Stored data

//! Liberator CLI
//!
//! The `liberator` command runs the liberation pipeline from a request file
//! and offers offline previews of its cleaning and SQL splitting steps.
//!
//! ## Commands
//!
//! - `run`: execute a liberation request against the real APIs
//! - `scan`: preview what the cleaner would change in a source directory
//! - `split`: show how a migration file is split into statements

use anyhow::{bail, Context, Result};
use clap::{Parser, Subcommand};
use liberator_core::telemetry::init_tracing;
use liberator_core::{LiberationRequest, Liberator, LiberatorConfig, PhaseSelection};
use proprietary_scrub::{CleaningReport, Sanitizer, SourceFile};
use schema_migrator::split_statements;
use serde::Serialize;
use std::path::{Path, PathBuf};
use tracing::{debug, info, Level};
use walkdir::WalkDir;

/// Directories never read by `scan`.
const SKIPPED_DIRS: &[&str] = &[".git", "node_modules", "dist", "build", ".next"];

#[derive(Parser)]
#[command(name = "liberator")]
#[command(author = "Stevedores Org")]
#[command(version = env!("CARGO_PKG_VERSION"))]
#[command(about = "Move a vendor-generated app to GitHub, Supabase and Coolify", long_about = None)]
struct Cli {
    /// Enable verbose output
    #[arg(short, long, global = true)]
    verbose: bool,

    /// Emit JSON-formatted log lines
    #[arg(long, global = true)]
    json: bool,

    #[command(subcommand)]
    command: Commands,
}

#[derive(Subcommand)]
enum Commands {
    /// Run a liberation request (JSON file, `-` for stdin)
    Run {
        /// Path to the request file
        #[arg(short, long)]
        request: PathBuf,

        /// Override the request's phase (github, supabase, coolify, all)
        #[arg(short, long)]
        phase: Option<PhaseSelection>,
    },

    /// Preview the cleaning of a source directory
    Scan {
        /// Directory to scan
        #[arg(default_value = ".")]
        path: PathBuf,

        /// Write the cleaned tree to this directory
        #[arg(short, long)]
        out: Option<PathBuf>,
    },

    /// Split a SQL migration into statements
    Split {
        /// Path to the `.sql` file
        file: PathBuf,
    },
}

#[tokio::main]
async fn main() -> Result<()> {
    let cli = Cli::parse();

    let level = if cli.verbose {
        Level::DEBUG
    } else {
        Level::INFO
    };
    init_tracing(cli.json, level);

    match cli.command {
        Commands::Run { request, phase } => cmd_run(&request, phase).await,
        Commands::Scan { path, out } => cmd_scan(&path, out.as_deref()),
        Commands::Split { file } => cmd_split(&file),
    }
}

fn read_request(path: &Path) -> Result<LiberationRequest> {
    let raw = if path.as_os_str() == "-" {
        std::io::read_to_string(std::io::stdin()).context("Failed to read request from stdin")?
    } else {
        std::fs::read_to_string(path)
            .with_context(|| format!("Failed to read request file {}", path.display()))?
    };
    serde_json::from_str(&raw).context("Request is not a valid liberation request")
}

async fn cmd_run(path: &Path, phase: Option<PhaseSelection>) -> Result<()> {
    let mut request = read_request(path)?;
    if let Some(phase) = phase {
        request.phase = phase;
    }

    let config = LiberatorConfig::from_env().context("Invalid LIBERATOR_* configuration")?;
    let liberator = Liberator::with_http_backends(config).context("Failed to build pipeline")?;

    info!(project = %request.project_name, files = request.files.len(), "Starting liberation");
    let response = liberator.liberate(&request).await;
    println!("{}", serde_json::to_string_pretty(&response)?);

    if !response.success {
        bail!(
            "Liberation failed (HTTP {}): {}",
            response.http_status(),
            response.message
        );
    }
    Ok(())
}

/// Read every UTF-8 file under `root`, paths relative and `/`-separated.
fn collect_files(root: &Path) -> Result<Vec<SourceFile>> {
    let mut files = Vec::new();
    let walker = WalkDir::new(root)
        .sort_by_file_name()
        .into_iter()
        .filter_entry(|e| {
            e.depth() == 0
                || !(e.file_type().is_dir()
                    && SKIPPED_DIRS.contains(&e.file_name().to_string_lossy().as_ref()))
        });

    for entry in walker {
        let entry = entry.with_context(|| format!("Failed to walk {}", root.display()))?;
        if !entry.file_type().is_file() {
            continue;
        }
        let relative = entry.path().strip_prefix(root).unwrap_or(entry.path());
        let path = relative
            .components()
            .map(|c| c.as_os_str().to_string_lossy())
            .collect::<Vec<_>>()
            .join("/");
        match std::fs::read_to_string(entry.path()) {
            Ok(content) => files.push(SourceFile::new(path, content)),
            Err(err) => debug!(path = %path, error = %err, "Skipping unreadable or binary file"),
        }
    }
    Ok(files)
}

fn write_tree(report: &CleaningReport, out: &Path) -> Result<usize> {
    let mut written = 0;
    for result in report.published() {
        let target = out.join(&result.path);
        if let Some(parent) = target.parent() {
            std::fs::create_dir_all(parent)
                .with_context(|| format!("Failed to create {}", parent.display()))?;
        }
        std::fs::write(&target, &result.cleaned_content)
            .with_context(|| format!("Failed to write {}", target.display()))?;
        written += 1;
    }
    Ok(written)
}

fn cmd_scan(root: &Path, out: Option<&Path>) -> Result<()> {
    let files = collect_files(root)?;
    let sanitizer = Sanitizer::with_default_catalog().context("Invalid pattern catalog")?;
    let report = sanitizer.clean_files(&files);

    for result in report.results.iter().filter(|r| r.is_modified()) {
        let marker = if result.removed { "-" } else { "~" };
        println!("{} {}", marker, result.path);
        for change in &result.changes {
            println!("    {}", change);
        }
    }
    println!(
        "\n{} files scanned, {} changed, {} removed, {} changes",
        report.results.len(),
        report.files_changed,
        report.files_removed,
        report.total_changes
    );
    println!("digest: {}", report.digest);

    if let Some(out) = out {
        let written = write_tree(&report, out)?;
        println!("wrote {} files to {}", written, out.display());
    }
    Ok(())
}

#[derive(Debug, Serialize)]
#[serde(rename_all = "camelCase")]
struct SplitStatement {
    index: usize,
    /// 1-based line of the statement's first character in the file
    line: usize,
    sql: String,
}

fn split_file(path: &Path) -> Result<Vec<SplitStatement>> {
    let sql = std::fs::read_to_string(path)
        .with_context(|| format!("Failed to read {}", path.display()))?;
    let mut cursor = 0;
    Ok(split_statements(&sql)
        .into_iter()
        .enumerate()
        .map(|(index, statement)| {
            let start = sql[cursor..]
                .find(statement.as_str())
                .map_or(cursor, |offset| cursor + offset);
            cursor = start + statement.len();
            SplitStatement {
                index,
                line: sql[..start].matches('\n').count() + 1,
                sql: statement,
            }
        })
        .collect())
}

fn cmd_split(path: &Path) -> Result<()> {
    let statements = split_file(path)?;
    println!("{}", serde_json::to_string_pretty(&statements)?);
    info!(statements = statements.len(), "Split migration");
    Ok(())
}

» **Task brief**
Across the data above, how many lines contain "WalkDir"? Reply with a bare number.

» **Answer space**
2